Please transcribe every record below exactly as written.

## Material for this exercise:

• • •

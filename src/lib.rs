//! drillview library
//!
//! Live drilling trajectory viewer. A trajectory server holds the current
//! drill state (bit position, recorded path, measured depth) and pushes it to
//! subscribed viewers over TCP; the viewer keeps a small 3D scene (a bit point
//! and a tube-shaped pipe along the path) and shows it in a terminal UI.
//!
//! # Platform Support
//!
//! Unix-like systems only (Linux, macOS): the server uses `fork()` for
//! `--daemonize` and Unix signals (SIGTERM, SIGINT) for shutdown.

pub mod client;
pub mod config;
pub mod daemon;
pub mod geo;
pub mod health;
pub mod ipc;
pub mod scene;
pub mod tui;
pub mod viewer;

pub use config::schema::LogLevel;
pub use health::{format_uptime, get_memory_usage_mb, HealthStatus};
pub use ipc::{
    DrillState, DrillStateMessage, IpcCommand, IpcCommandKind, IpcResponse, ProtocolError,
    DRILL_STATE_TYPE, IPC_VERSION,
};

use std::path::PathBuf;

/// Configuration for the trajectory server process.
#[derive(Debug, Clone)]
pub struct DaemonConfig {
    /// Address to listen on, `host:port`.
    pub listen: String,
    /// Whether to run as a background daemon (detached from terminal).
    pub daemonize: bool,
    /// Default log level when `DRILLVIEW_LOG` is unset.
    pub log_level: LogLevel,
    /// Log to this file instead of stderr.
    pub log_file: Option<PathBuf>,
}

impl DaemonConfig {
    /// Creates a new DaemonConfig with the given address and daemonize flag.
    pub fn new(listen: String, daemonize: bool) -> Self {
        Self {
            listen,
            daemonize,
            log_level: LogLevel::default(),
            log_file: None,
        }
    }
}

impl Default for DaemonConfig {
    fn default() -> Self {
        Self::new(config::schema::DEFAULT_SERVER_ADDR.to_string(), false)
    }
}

• • •

## Answer:
filename src/lib.rs
//! drillview library
//!
//! Live drilling trajectory viewer. A trajectory server holds the current
//! drill state (bit position, recorded path, measured depth) and pushes it to
//! subscribed viewers over TCP; the viewer keeps a small 3D scene (a bit point
//! and a tube-shaped pipe along the path) and shows it in a terminal UI.
//!
//! # Platform Support
//!
//! Unix-like systems only (Linux, macOS): the server uses `fork()` for
//! `--daemonize` and Unix signals (SIGTERM, SIGINT) for shutdown.

pub mod client;
pub mod config;
pub mod daemon;
pub mod geo;
pub mod health;
pub mod ipc;
pub mod scene;
pub mod tui;
pub mod viewer;

pub use config::schema::LogLevel;
pub use health::{format_uptime, get_memory_usage_mb, HealthStatus};
pub use ipc::{
    DrillState, DrillStateMessage, IpcCommand, IpcCommandKind, IpcResponse, ProtocolError,
    DRILL_STATE_TYPE, IPC_VERSION,
};

use std::path::PathBuf;

/// Configuration for the trajectory server process.
#[derive(Debug, Clone)]
pub struct DaemonConfig {
    /// Address to listen on, `host:port`.
    pub listen: String,
    /// Whether to run as a background daemon (detached from terminal).
    pub daemonize: bool,
    /// Default log level when `DRILLVIEW_LOG` is unset.
    pub log_level: LogLevel,
    /// Log to this file instead of stderr.
    pub log_file: Option<PathBuf>,
}

impl DaemonConfig {
    /// Creates a new DaemonConfig with the given address and daemonize flag.
    pub fn new(listen: String, daemonize: bool) -> Self {
        Self {
            listen,
            daemonize,
            log_level: LogLevel::default(),
            log_file: None,
        }
    }
}

impl Default for DaemonConfig {
    fn default() -> Self {
        Self::new(config::schema::DEFAULT_SERVER_ADDR.to_string(), false)
    }
}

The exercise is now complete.